[Extracted records — start]

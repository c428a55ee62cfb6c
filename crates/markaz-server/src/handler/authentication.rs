//! Authentication handlers: login, token refresh and profile lookup.

use axum::Router;
use axum::extract::State;
use axum::http::StatusCode;
use axum::routing::{get, post};
use markaz_postgres::PgClient;
use markaz_postgres::query::UserRepository;
use serde::{Deserialize, Serialize};
use validator::Validate;

use crate::extract::{CurrentUser, Json, ValidateJson};
use crate::handler::response::UserProfile;
use crate::handler::{ErrorKind, Result};
use crate::service::{AuthHasher, ServiceState, TokenKeys, TokenUse};

/// Tracing target for authentication operations.
const TRACING_TARGET: &str = "markaz_server::handler::authentication";

/// Request payload for login.
#[must_use]
#[derive(Debug, Serialize, Deserialize, Validate)]
#[serde(rename_all = "camelCase")]
struct LoginRequest {
    /// Username of the account.
    #[validate(length(min = 3, max = 32))]
    pub username: String,
    /// Password of the account.
    #[validate(length(min = 1, max = 128))]
    pub password: String,
}

/// Response returned after successful login.
#[must_use]
#[derive(Debug, Serialize, Deserialize)]
#[serde(rename_all = "camelCase")]
struct LoginResponse {
    /// Short-lived bearer token for API requests.
    pub access_token: String,
    /// Long-lived token accepted only by the refresh endpoint.
    pub refresh_token: String,
    /// Profile of the authenticated account.
    pub profile: UserProfile,
}

/// Verifies credentials and issues an access/refresh token pair.
#[tracing::instrument(skip_all)]
async fn login(
    State(pg_client): State<PgClient>,
    State(auth_hasher): State<AuthHasher>,
    State(token_keys): State<TokenKeys>,
    ValidateJson(request): ValidateJson<LoginRequest>,
) -> Result<(StatusCode, Json<LoginResponse>)> {
    let normalized_username = request.username.trim().to_lowercase();

    tracing::trace!(
        target: TRACING_TARGET,
        username = %normalized_username,
        "login attempt"
    );

    let mut conn = pg_client.get_connection().await?;
    let user = conn.find_user_by_username(&normalized_username).await?;

    // Always perform password hashing to keep response timing uniform
    // between unknown usernames and wrong passwords.
    let password_valid = match &user {
        Some(user) => auth_hasher
            .verify_password(&request.password, &user.password_hash)
            .is_ok(),
        None => auth_hasher.verify_dummy_password(&request.password),
    };

    let Some(user) = user.filter(|_| password_valid) else {
        tracing::warn!(
            target: TRACING_TARGET,
            username = %normalized_username,
            "login failed"
        );

        // Single generic failure path: never reveal whether the username
        // exists or the password was wrong.
        return Err(ErrorKind::InvalidCredentials.into_error());
    };

    let access_token = token_keys.issue_access_token(&user.username)?;
    let refresh_token = token_keys.issue_refresh_token(&user.username)?;

    tracing::info!(
        target: TRACING_TARGET,
        user_id = user.id.to_string(),
        username = %user.username,
        role = %user.role,
        "login successful: token pair issued"
    );

    let response = LoginResponse {
        access_token,
        refresh_token,
        profile: UserProfile::from_model(user),
    };

    Ok((StatusCode::CREATED, Json(response)))
}

/// Request payload for token refresh.
#[must_use]
#[derive(Debug, Serialize, Deserialize, Validate)]
#[serde(rename_all = "camelCase")]
struct RefreshRequest {
    /// Refresh token obtained at login.
    #[validate(length(min = 1))]
    pub refresh_token: String,
}

/// Response returned after a successful refresh.
#[must_use]
#[derive(Debug, Serialize, Deserialize)]
#[serde(rename_all = "camelCase")]
struct RefreshResponse {
    /// Newly issued short-lived bearer token.
    pub access_token: String,
    /// Remaining lifetime of the presented refresh token, in seconds.
    pub refresh_expires_in: i64,
}

/// Exchanges a valid refresh token for a new access token.
///
/// The refresh token itself is not rotated; the client keeps using it until
/// it expires and then performs a full login.
#[tracing::instrument(skip_all)]
async fn refresh(
    State(pg_client): State<PgClient>,
    State(token_keys): State<TokenKeys>,
    ValidateJson(request): ValidateJson<RefreshRequest>,
) -> Result<Json<RefreshResponse>> {
    let claims = token_keys.verify(&request.refresh_token, TokenUse::Refresh)?;

    tracing::trace!(
        target: TRACING_TARGET,
        username = %claims.username,
        "token refresh attempt"
    );

    // Tokens are stateless, so deleted accounts are caught here.
    let mut conn = pg_client.get_connection().await?;
    let user = conn
        .find_user_by_username(&claims.username)
        .await?
        .ok_or_else(|| {
            ErrorKind::InvalidToken
                .with_context("The account for this token no longer exists")
                .with_resource("authentication")
                .into_static()
        })?;

    let access_token = token_keys.issue_access_token(&user.username)?;

    tracing::info!(
        target: TRACING_TARGET,
        user_id = user.id.to_string(),
        username = %user.username,
        "access token refreshed"
    );

    let response = RefreshResponse {
        access_token,
        refresh_expires_in: claims.remaining_seconds(),
    };

    Ok(Json(response))
}

/// Returns the profile of the authenticated account.
#[tracing::instrument(skip_all)]
async fn whoami(current_user: CurrentUser) -> Result<Json<UserProfile>> {
    tracing::trace!(
        target: TRACING_TARGET,
        username = %current_user.username,
        "profile lookup"
    );

    Ok(Json(UserProfile::from_model(current_user.0)))
}

/// Returns a [`Router`] with all related routes.
pub fn routes() -> Router<ServiceState> {
    Router::new()
        .route("/auth/login/", post(login))
        .route("/token/refresh/", post(refresh))
        .route("/auth/user/", get(whoami))
}

#[cfg(test)]
mod test {
    use axum::http::StatusCode;

    use super::routes;
    use crate::handler::ErrorKind;
    use crate::handler::test::create_test_server_with_router;
    use crate::service::AuthHasher;

    #[test]
    fn login_failures_share_one_credentials_error() -> anyhow::Result<()> {
        let auth_hasher = AuthHasher::new()?;

        // Wrong password for an existing account.
        let stored_hash = auth_hasher.hash_password("correct horse battery")?;
        let wrong_password = auth_hasher
            .verify_password("not the password", &stored_hash)
            .expect_err("wrong password must be rejected");

        // Unknown account: the dummy verification burns equivalent work and
        // the handler then raises the same generic error.
        assert!(!auth_hasher.verify_dummy_password("not the password"));
        let unknown_username = ErrorKind::InvalidCredentials.into_error();

        // Both failure paths must be indistinguishable to the caller.
        assert_eq!(wrong_password.kind(), unknown_username.kind());
        assert_eq!(wrong_password.message(), unknown_username.message());
        assert_eq!(wrong_password.resource(), unknown_username.resource());
        assert_eq!(wrong_password.context(), unknown_username.context());
        assert_eq!(
            wrong_password.kind().status_code(),
            StatusCode::UNAUTHORIZED
        );

        Ok(())
    }

    #[tokio::test]
    async fn login_rejects_invalid_payload() -> anyhow::Result<()> {
        let server = create_test_server_with_router(routes)?;

        let request = serde_json::json!({
            "username": "ab",
            "password": "",
        });

        let response = server.post("/auth/login/").json(&request).await;
        response.assert_status_bad_request();

        Ok(())
    }

    #[tokio::test]
    async fn refresh_rejects_garbage_token() -> anyhow::Result<()> {
        let server = create_test_server_with_router(routes)?;

        let request = serde_json::json!({
            "refreshToken": "not-a-jwt",
        });

        let response = server.post("/token/refresh/").json(&request).await;
        response.assert_status(StatusCode::UNAUTHORIZED);

        Ok(())
    }

    #[tokio::test]
    async fn refresh_rejects_access_token() -> anyhow::Result<()> {
        let (server, state) = crate::handler::test::create_test_server_with_state(routes)?;

        let access_token = state.token_keys.issue_access_token("someone")?;
        let request = serde_json::json!({ "refreshToken": access_token });

        let response = server.post("/token/refresh/").json(&request).await;
        response.assert_status(StatusCode::UNAUTHORIZED);

        Ok(())
    }

    #[tokio::test]
    async fn whoami_requires_token() -> anyhow::Result<()> {
        let server = create_test_server_with_router(routes)?;

        let response = server.get("/auth/user/").await;
        response.assert_status(StatusCode::UNAUTHORIZED);

        Ok(())
    }

    #[tokio::test]
    async fn whoami_rejects_malformed_header() -> anyhow::Result<()> {
        let server = create_test_server_with_router(routes)?;

        let response = server
            .get("/auth/user/")
            .add_header("authorization", "Basic dXNlcjpwYXNz")
            .await;
        response.assert_status(StatusCode::UNAUTHORIZED);

        Ok(())
    }
}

[Extracted records — finish]

■ **Activity**
Go through the listing above, and whenever a line holds the word "ValidateJson", copy it.

■ **Task solution**
use crate::extract::{CurrentUser, Json, ValidateJson};
    ValidateJson(request): ValidateJson<LoginRequest>,
    ValidateJson(request): ValidateJson<RefreshRequest>,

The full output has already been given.